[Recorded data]
---
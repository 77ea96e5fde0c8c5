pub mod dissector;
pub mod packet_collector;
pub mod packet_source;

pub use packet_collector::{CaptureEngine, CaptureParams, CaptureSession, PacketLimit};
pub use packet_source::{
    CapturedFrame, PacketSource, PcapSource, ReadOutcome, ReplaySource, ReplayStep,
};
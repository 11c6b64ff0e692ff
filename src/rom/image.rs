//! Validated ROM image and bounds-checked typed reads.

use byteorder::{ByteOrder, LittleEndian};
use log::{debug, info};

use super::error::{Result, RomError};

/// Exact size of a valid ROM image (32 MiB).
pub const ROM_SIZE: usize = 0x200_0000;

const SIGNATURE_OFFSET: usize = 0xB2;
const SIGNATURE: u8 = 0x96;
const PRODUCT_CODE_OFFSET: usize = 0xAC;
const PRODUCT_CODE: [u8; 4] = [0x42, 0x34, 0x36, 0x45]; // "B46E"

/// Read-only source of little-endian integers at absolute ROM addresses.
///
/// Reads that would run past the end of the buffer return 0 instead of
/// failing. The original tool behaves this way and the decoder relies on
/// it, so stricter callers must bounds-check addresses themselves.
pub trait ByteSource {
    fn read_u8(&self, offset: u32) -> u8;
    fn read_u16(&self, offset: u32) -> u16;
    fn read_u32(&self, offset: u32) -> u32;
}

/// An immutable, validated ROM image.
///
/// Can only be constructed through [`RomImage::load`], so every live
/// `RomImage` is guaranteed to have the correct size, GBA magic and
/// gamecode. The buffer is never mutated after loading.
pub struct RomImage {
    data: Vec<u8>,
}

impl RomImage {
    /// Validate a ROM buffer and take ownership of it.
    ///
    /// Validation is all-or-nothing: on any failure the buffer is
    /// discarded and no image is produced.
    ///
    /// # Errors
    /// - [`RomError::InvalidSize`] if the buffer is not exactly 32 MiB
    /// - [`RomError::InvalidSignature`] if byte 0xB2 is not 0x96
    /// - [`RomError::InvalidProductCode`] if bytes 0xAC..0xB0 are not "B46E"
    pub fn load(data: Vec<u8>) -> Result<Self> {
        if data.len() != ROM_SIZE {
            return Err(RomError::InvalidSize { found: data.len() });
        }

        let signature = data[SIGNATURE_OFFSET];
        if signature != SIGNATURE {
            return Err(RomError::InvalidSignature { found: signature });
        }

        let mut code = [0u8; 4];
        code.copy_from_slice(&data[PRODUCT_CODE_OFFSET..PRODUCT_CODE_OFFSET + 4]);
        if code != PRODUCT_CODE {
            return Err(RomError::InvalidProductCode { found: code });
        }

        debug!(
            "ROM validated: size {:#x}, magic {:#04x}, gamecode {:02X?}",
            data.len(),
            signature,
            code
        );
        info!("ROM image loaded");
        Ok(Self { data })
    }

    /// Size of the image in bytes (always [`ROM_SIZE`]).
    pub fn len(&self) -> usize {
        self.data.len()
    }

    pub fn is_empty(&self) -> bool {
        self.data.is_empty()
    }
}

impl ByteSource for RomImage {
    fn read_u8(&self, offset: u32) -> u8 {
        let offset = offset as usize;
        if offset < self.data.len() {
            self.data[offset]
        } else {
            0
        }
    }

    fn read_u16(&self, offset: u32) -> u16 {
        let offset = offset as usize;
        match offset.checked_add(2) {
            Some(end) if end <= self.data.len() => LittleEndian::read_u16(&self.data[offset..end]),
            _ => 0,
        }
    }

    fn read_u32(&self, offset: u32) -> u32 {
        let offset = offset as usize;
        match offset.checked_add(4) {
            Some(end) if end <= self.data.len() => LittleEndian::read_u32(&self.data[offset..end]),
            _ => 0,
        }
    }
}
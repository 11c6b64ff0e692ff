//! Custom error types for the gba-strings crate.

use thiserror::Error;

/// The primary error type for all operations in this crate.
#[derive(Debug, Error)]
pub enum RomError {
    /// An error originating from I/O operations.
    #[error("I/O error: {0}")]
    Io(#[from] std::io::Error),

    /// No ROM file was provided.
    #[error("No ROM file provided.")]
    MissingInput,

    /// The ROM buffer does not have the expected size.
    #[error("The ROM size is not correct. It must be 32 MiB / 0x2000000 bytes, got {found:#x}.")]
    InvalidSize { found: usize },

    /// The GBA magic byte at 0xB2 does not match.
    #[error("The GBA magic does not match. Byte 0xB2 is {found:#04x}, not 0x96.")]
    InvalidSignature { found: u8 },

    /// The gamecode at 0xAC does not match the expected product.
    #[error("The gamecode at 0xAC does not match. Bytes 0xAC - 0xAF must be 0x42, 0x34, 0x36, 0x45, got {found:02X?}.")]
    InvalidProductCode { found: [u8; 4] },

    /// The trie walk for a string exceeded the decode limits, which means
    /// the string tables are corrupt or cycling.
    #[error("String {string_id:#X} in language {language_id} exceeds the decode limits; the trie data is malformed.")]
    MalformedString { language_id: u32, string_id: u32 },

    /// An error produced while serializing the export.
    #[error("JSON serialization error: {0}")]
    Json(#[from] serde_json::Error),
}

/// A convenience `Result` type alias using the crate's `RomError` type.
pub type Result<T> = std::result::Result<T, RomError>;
---
■ What this task involves ■
Across the records above, return every line that contains the word "produced".

■ Output below ■
    /// discarded and no image is produced.
    /// An error produced while serializing the export.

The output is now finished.